This repository contains the supplementary material for the paper "Calculating Certified Compilers for Non-Deterministic Languages" by Patrick Bahr. The material includes Coq formalisations of all calculations in the paper. In addition, we also include Coq formalisations for calculations that were mentioned but not explicitly carried out in the paper. The Coq development also proves the underlying calculation framework that is used by the calculation.
Paper vs. Coq Proofs
The Coq proofs proceed as the calculations in the paper. There is however, one minor technical difference due to the nature of the Coq system. The Coq files contain the final result of the calculation, and thus do not reflect the process of discovering the definition of the compiler and the VM. That is, the files already contain the full definitions of the compiler and the virtual machine. But we used the same methodology as described in the paper to develop the Coq proofs.
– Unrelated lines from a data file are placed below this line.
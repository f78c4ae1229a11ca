//! Typed attribute values for nodes, edges and the graph itself
//!
//! GEXF declares a type per attribute column; values are parsed once into a
//! closed set of variants and never re-interpreted afterwards.

use indexmap::IndexMap;
use serde::{Deserialize, Serialize};
use std::fmt;

/// A single attribute value.
///
/// Serialized untagged, so JSON documents carry plain scalars.
#[derive(Debug, Clone, PartialEq, Serialize, Deserialize)]
#[serde(untagged)]
pub enum AttributeValue {
    Boolean(bool),
    Integer(i64),
    Float(f64),
    String(String),
}

impl AttributeValue {
    pub fn as_str(&self) -> Option<&str> {
        match self {
            AttributeValue::String(s) => Some(s),
            _ => None,
        }
    }

    pub fn as_integer(&self) -> Option<i64> {
        match self {
            AttributeValue::Integer(i) => Some(*i),
            _ => None,
        }
    }

    /// Numeric view: floats as-is, integers widened
    pub fn as_float(&self) -> Option<f64> {
        match self {
            AttributeValue::Float(f) => Some(*f),
            AttributeValue::Integer(i) => Some(*i as f64),
            _ => None,
        }
    }

    pub fn as_boolean(&self) -> Option<bool> {
        match self {
            AttributeValue::Boolean(b) => Some(*b),
            _ => None,
        }
    }

    pub fn attribute_type(&self) -> AttributeType {
        match self {
            AttributeValue::Boolean(_) => AttributeType::Boolean,
            AttributeValue::Integer(_) => AttributeType::Integer,
            AttributeValue::Float(_) => AttributeType::Float,
            AttributeValue::String(_) => AttributeType::String,
        }
    }

    /// Whether this value matches a filter string given on the command line.
    ///
    /// Numbers compare numerically (`"2"` matches `2.0`), booleans ignore
    /// case, strings compare exactly.
    pub fn matches_str(&self, expected: &str) -> bool {
        match self {
            AttributeValue::String(s) => s == expected,
            AttributeValue::Boolean(b) => {
                let rendered = if *b { "true" } else { "false" };
                rendered.eq_ignore_ascii_case(expected.trim())
            }
            AttributeValue::Integer(i) => match expected.trim().parse::<f64>() {
                Ok(parsed) => parsed == *i as f64,
                Err(_) => false,
            },
            AttributeValue::Float(f) => match expected.trim().parse::<f64>() {
                Ok(parsed) => parsed == *f,
                Err(_) => false,
            },
        }
    }
}

impl fmt::Display for AttributeValue {
    fn fmt(&self, f: &mut fmt::Formatter<'_>) -> fmt::Result {
        match self {
            AttributeValue::String(s) => write!(f, "{}", s),
            AttributeValue::Integer(i) => write!(f, "{}", i),
            // Debug keeps a trailing ".0" so floats stay floats on re-import
            AttributeValue::Float(fl) => write!(f, "{:?}", fl),
            AttributeValue::Boolean(b) => write!(f, "{}", b),
        }
    }
}

impl From<String> for AttributeValue {
    fn from(s: String) -> Self {
        AttributeValue::String(s)
    }
}

impl From<&str> for AttributeValue {
    fn from(s: &str) -> Self {
        AttributeValue::String(s.to_string())
    }
}

impl From<i64> for AttributeValue {
    fn from(i: i64) -> Self {
        AttributeValue::Integer(i)
    }
}

impl From<f64> for AttributeValue {
    fn from(f: f64) -> Self {
        AttributeValue::Float(f)
    }
}

impl From<bool> for AttributeValue {
    fn from(b: bool) -> Self {
        AttributeValue::Boolean(b)
    }
}

/// Declared type of an attribute column
#[derive(Debug, Clone, Copy, PartialEq, Eq, Hash, Serialize, Deserialize)]
#[serde(rename_all = "lowercase")]
pub enum AttributeType {
    Integer,
    Float,
    Boolean,
    String,
}

impl AttributeType {
    /// Map a GEXF type name. Unknown types (`liststring`, `anyURI`, `date`,
    /// ...) are kept as strings.
    pub fn from_gexf(name: &str) -> Self {
        match name.trim().to_ascii_lowercase().as_str() {
            "integer" | "long" | "short" | "byte" | "int" => AttributeType::Integer,
            "float" | "double" => AttributeType::Float,
            "boolean" | "bool" => AttributeType::Boolean,
            _ => AttributeType::String,
        }
    }

    /// Type name written to GEXF and GraphML documents
    pub fn xml_name(self) -> &'static str {
        match self {
            AttributeType::Integer => "long",
            AttributeType::Float => "double",
            AttributeType::Boolean => "boolean",
            AttributeType::String => "string",
        }
    }

    /// Parse a raw document value as this type. `None` if it does not fit.
    pub fn parse_value(self, raw: &str) -> Option<AttributeValue> {
        match self {
            AttributeType::Integer => raw.trim().parse::<i64>().ok().map(AttributeValue::Integer),
            AttributeType::Float => raw.trim().parse::<f64>().ok().map(AttributeValue::Float),
            AttributeType::Boolean => match raw.trim().to_ascii_lowercase().as_str() {
                "true" | "1" => Some(AttributeValue::Boolean(true)),
                "false" | "0" => Some(AttributeValue::Boolean(false)),
                _ => None,
            },
            AttributeType::String => Some(AttributeValue::String(raw.to_string())),
        }
    }

    /// Narrowest type able to hold values of both `self` and `other`.
    pub fn widen(self, other: AttributeType) -> AttributeType {
        match (self, other) {
            (a, b) if a == b => a,
            (AttributeType::Integer, AttributeType::Float) | (AttributeType::Float, AttributeType::Integer) => {
                AttributeType::Float
            }
            _ => AttributeType::String,
        }
    }
}

/// Attribute name to value, in first-seen order
pub type AttributeMap = IndexMap<String, AttributeValue>;

/// Column types across a set of attribute maps, in first-seen key order.
pub fn infer_types<'a>(maps: impl IntoIterator<Item = &'a AttributeMap>) -> IndexMap<String, AttributeType> {
    let mut types: IndexMap<String, AttributeType> = IndexMap::new();
    for map in maps {
        for (key, value) in map {
            let seen = value.attribute_type();
            types
                .entry(key.clone())
                .and_modify(|current| *current = current.widen(seen))
                .or_insert(seen);
        }
    }
    types
}

#[cfg(test)]
mod tests {
    use super::*;

    #[test]
    fn test_parse_by_declared_type() {
        assert_eq!(AttributeType::from_gexf("long").parse_value("42"), Some(AttributeValue::Integer(42)));
        assert_eq!(AttributeType::from_gexf("double").parse_value("2.5"), Some(AttributeValue::Float(2.5)));
        assert_eq!(AttributeType::from_gexf("boolean").parse_value("TRUE"), Some(AttributeValue::Boolean(true)));
        assert_eq!(AttributeType::from_gexf("integer").parse_value("forty"), None);
        // unknown types surface as strings
        assert_eq!(
            AttributeType::from_gexf("liststring").parse_value("a|b"),
            Some(AttributeValue::String("a|b".into()))
        );
    }

    #[test]
    fn test_display_keeps_float_marker() {
        assert_eq!(AttributeValue::Float(2.0).to_string(), "2.0");
        assert_eq!(AttributeValue::Integer(2).to_string(), "2");
        assert_eq!(AttributeValue::from("db").to_string(), "db");
    }

    #[test]
    fn test_matches_str() {
        assert!(AttributeValue::Float(2.0).matches_str("2"));
        assert!(AttributeValue::Integer(3).matches_str("3.0"));
        assert!(AttributeValue::Boolean(true).matches_str("True"));
        assert!(AttributeValue::from("server").matches_str("server"));
        assert!(!AttributeValue::from("server").matches_str("Server"));
        assert!(!AttributeValue::Integer(3).matches_str("three"));
    }

    #[test]
    fn test_json_scalars_roundtrip_types() {
        let json = r#"{"a": 1, "b": 1.5, "c": true, "d": "x", "e": 2.0}"#;
        let map: AttributeMap = serde_json::from_str(json).unwrap();
        assert_eq!(map["a"], AttributeValue::Integer(1));
        assert_eq!(map["b"], AttributeValue::Float(1.5));
        assert_eq!(map["c"], AttributeValue::Boolean(true));
        assert_eq!(map["d"], AttributeValue::String("x".into()));
        assert_eq!(map["e"], AttributeValue::Float(2.0));
    }

    #[test]
    fn test_infer_types_widens() {
        let mut first = AttributeMap::new();
        first.insert("n".into(), AttributeValue::Integer(1));
        first.insert("s".into(), AttributeValue::from("x"));
        let mut second = AttributeMap::new();
        second.insert("n".into(), AttributeValue::Float(0.5));
        second.insert("s".into(), AttributeValue::Integer(3));

        let types = infer_types([&first, &second]);
        assert_eq!(types["n"], AttributeType::Float);
        assert_eq!(types["s"], AttributeType::String);
    }
}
This is achieved by initially defining the Code data type as an empty type, defining the VM relation as an empty relation (i.e. with no rules), and defining the compiler function using the term "Admit". This setup then allows us to calculate the definition of the Code data type, the VM, and the compiler as described in the paper. Alternatively, the calculations can also be read as a post hoc verification of a given compiler.
Below we list the relevant Coq files for the calculations in the paper:
- Random.v: toy language that generates random numbers (sections 2 - 4)
- Interrupts.v: Hutton & Wright's language with interrupts (section 5)
In addition we also include calculations for the following languages:
- HuttonWright.v: Hutton & Wright's language with interrupts but using their original compiler and VM from the paper "What is the meaning of these constant interruptions?"
- StateGlobal.v: language with interrupts and global state
- StateLocal.v: language with interrupts and local state
- Arith.v: simple arithmetic language
- Exceptions.v: arithmetic language extended with exceptions
The reasoning framework that is used by the abovementioned calculations is formalised in Machine.v. The calculations do not use this formalisation directly, but instead invoke the proof tactics defined in Tactics.v. These tactics allow us to write the proofs in the calculational style that is presented in the paper.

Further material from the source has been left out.